Recent public opinion polls indicate a growing number of Democrats want presidential contender Barack Obama to pick Hillary Clinton as his vice presidential running mate, if he wins the Democratic Party's presidential nomination. But many political experts say a so-called Obama-Clinton "unity ticket" is unlikely.
Would Barack Obama really choose Hillary Clinton to be his running mate? Political experts say as unlikely as that appears, it could happen.
Norman Ornstein, a political scholar at the American Enterprise Institute in Washington, says, "It is always possible that the way this plays out over the next month or so kind of forces you to do something that you do not want to do and something that probably Senator Clinton would like to have happen now given the realistic outcome that she is not going to win the nomination."
Healing and Unity
Supporters of a joint ticket say it would be the best way for the Democratic Party to bind up its wounds and unify after a bruising, bitter and lengthy nomination fight between Senators Obama and Clinton. Having Clinton on the ticket could also help Obama win some key voter groups in the general election that he has had trouble with in the Democratic primaries and caucuses.
Political analyst Michael Barone says the campaign has revealed some deep divisions within the Democratic Party. "We do have sort of a civil war, a tribal war, that we continued to see in Pennsylvania. The old versus the young, downscale versus upscale. Latino and Jewish voters on the one hand, black voters on the other hand," says Barone.
Obama has had success in winning support from the young, the well educated and African-Americans. But he could benefit from Clinton's appeal to women, older Americans and especially white working class voters. But political analysts say it remains an open question whether Clinton could draw those voters to support the Democratic ticket.
But Morton Kondracke, the Executive Editor of Roll Call, a newspaper that covers the U.S. Congress, says, "There are some that he needs to get, so-called Reagan Democrats who might have thought about returning to the [Democratic] Party and say that they won't vote for him [i.e., Obama]. Now, whether she could bring them along if she were his running mate is another question. Or maybe he could get someone who could do it, someone like [former U.S. Senator] Sam Nunn or maybe Ed Rendell, the governor of Pennsylvania -- somebody from sort of her ideological orbit, but not her."
Reasons Against a Joint Ticket
But for all of the arguments in favor of a joint ticket, political experts say there are just as many against. Analyst Norman Ornstein says Barack Obama wants to present himself as an agent of political change, to make a clean break with the past, including the Clinton era of the 1990s.

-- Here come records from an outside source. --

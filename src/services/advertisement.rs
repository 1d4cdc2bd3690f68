//! Operator-facing advertisement management: listing, inspecting and
//! deleting advertisements together with their image files.

use std::collections::HashSet;
use std::sync::Arc;
use tracing::{debug, warn};
use crate::database::RecordStore;
use crate::models::{Advertisement, Image};
use crate::services::images::ImageStorage;
use crate::utils::errors::{AdRelayError, Result};
use crate::utils::logging;

#[derive(Clone)]
pub struct AdvertisementService {
    store: Arc<dyn RecordStore>,
    images: ImageStorage,
}

impl AdvertisementService {
    pub fn new(store: Arc<dyn RecordStore>, images: ImageStorage) -> Self {
        Self { store, images }
    }

    pub async fn list(&self) -> Result<Vec<Advertisement>> {
        self.store.list_advertisements().await
    }

    /// An advertisement and its images in delivery order
    pub async fn get_with_images(&self, id: i64) -> Result<(Advertisement, Vec<Image>)> {
        let advertisement = self
            .store
            .get_advertisement(id)
            .await?
            .ok_or(AdRelayError::AdvertisementNotFound { advertisement_id: id })?;
        let images = self.store.list_images(id).await?;
        Ok((advertisement, images))
    }

    /// Delete an advertisement, its image records and image files.
    ///
    /// Files go first; a file that is already gone is fine. A file still
    /// referenced by another advertisement's image is kept. Returns the
    /// number of files removed.
    pub async fn delete(&self, id: i64, operator_id: i64) -> Result<usize> {
        let (advertisement, images) = self.get_with_images(id).await?;

        let shared: HashSet<String> = self
            .store
            .list_all_images()
            .await?
            .into_iter()
            .filter(|image| image.advertisement_id != id)
            .map(|image| image.file_path)
            .collect();

        let mut removed = 0;
        for image in &images {
            if shared.contains(&image.file_path) {
                debug!(file = %image.file_path, "Image file shared with another advertisement, keeping it");
                continue;
            }
            match self.images.remove(&image.file_path).await {
                Ok(true) => removed += 1,
                Ok(false) => {}
                Err(e) => {
                    warn!(file = %image.file_path, error = %e, "Failed to remove image file");
                    return Err(e);
                }
            }
        }

        self.store.delete_advertisement(id).await?;

        let operator = operator_id.to_string();
        logging::log_advertisement_action(advertisement.id, "deleted", Some(&operator));
        Ok(removed)
    }
}

#[cfg(test)]
mod tests {
    use super::*;
    use assert_matches::assert_matches;
    use crate::database::MemoryStore;
    use crate::models::{NewAdvertisement, NewImage};

    async fn setup() -> (tempfile::TempDir, Arc<MemoryStore>, AdvertisementService) {
        let dir = tempfile::tempdir().unwrap();
        let store = Arc::new(MemoryStore::new());
        let service = AdvertisementService::new(store.clone(), ImageStorage::new(dir.path()));
        (dir, store, service)
    }

    async fn create(store: &MemoryStore, dir: &std::path::Path, files: &[&str]) -> Advertisement {
        for file in files {
            tokio::fs::write(dir.join(file), b"jpeg").await.unwrap();
        }
        store
            .create_advertisement(
                NewAdvertisement { body: "Sale".to_string(), contact: None },
                files.iter().map(|f| NewImage { file_path: f.to_string() }).collect(),
            )
            .await
            .unwrap()
    }

    #[tokio::test]
    async fn test_delete_removes_files_and_records() {
        let (dir, store, service) = setup().await;
        let ad = create(&store, dir.path(), &["a.jpg", "b.jpg"]).await;

        assert_eq!(service.delete(ad.id, 1).await.unwrap(), 2);

        assert!(!dir.path().join("a.jpg").exists());
        assert!(!dir.path().join("b.jpg").exists());
        assert!(store.get_advertisement(ad.id).await.unwrap().is_none());
        assert!(store.list_images(ad.id).await.unwrap().is_empty());
    }

    #[tokio::test]
    async fn test_delete_tolerates_missing_files() {
        let (dir, store, service) = setup().await;
        let ad = create(&store, dir.path(), &["gone.jpg"]).await;
        tokio::fs::remove_file(dir.path().join("gone.jpg")).await.unwrap();

        assert_eq!(service.delete(ad.id, 1).await.unwrap(), 0);
        assert!(store.get_advertisement(ad.id).await.unwrap().is_none());
    }

    #[tokio::test]
    async fn test_delete_keeps_shared_files() {
        let (dir, store, service) = setup().await;
        let first = create(&store, dir.path(), &["shared.jpg"]).await;
        let second = create(&store, dir.path(), &["shared.jpg"]).await;

        service.delete(first.id, 1).await.unwrap();

        assert!(dir.path().join("shared.jpg").exists());
        assert_eq!(store.list_images(second.id).await.unwrap().len(), 1);
    }

    #[tokio::test]
    async fn test_delete_unknown_advertisement() {
        let (_dir, _store, service) = setup().await;
        assert_matches!(
            service.delete(404, 1).await,
            Err(AdRelayError::AdvertisementNotFound { advertisement_id: 404 })
        );
    }
}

For those reasons, Ornstein doubts that Obama would pick Clinton. "It is a slim possibility. Certainly Senator Obama does not want to do that. I do not think he believes that it would be nearly as positive as some other Democrats, including some in the Clinton camp, feel," says Ornstein. "He would rather have leeway to pick somebody who probably is a little bit stronger on the national security side."
There is also the issue of Hillary Clinton's polarizing impact on voters. Public opinion polls have long shown that Clinton has nearly as many detractors as admirers.
Stephen Hess, a political expert at the Brookings Institution in Washington, says, "The problem with Mrs. Clinton is that there are a lot of people who do not like her very much. And those are people who probably would not vote against Obama because she is on the ticket, but possibly they would not work as hard [to elect him]. They would not show the same enthusiasm for the ticket or they might even stay home [and not vote on election day]."
Putting Clinton on the ticket would also raise complicated questions about what her vice presidential role would be in an Obama administration. And then there is the separate question of former President Bill Clinton and what role he would have.
William Beaman, the Editor-in-Chief of Politics magazine, says, "It would be very awkward to have not only someone who is as forceful a personality as Hillary Clinton, chomping at the bit and trying to turn the vice presidency into much more than it typically has been in the past. But you have Bill Clinton, a former president, who would be sort of this person kind of in the wings advising. By extension, Bill Clinton, I think, would have a voice -- almost in a shadow vice presidency way."
Most experts say that vice presidential running mates historically have had little impact on the outcome of presidential elections. But there have been cases when it paid off for political rivals to join forces and run as a team. It happened in 1980 when Republican Ronald Reagan chose George Bush as his running mate. And it was a key factor in the 1960 election between Democrat John Kennedy and Republican Richard Nixon.
According to Stephen Hess, "The Lyndon Johnson-John Kennedy team was probably the only case in American history where choosing a vice presidential nominee very likely won the election for the candidate. It was very close. Obviously, John Kennedy was the first Catholic president, a young man. And in choosing a southerner, he assured some substantial victories in southern states and won a very, very close election over Richard Nixon."
If Barack Obama does become the Democratic Party nominee, it is expected he would choose a vice presidential running mate sometime before the party's national nominating convention in late August.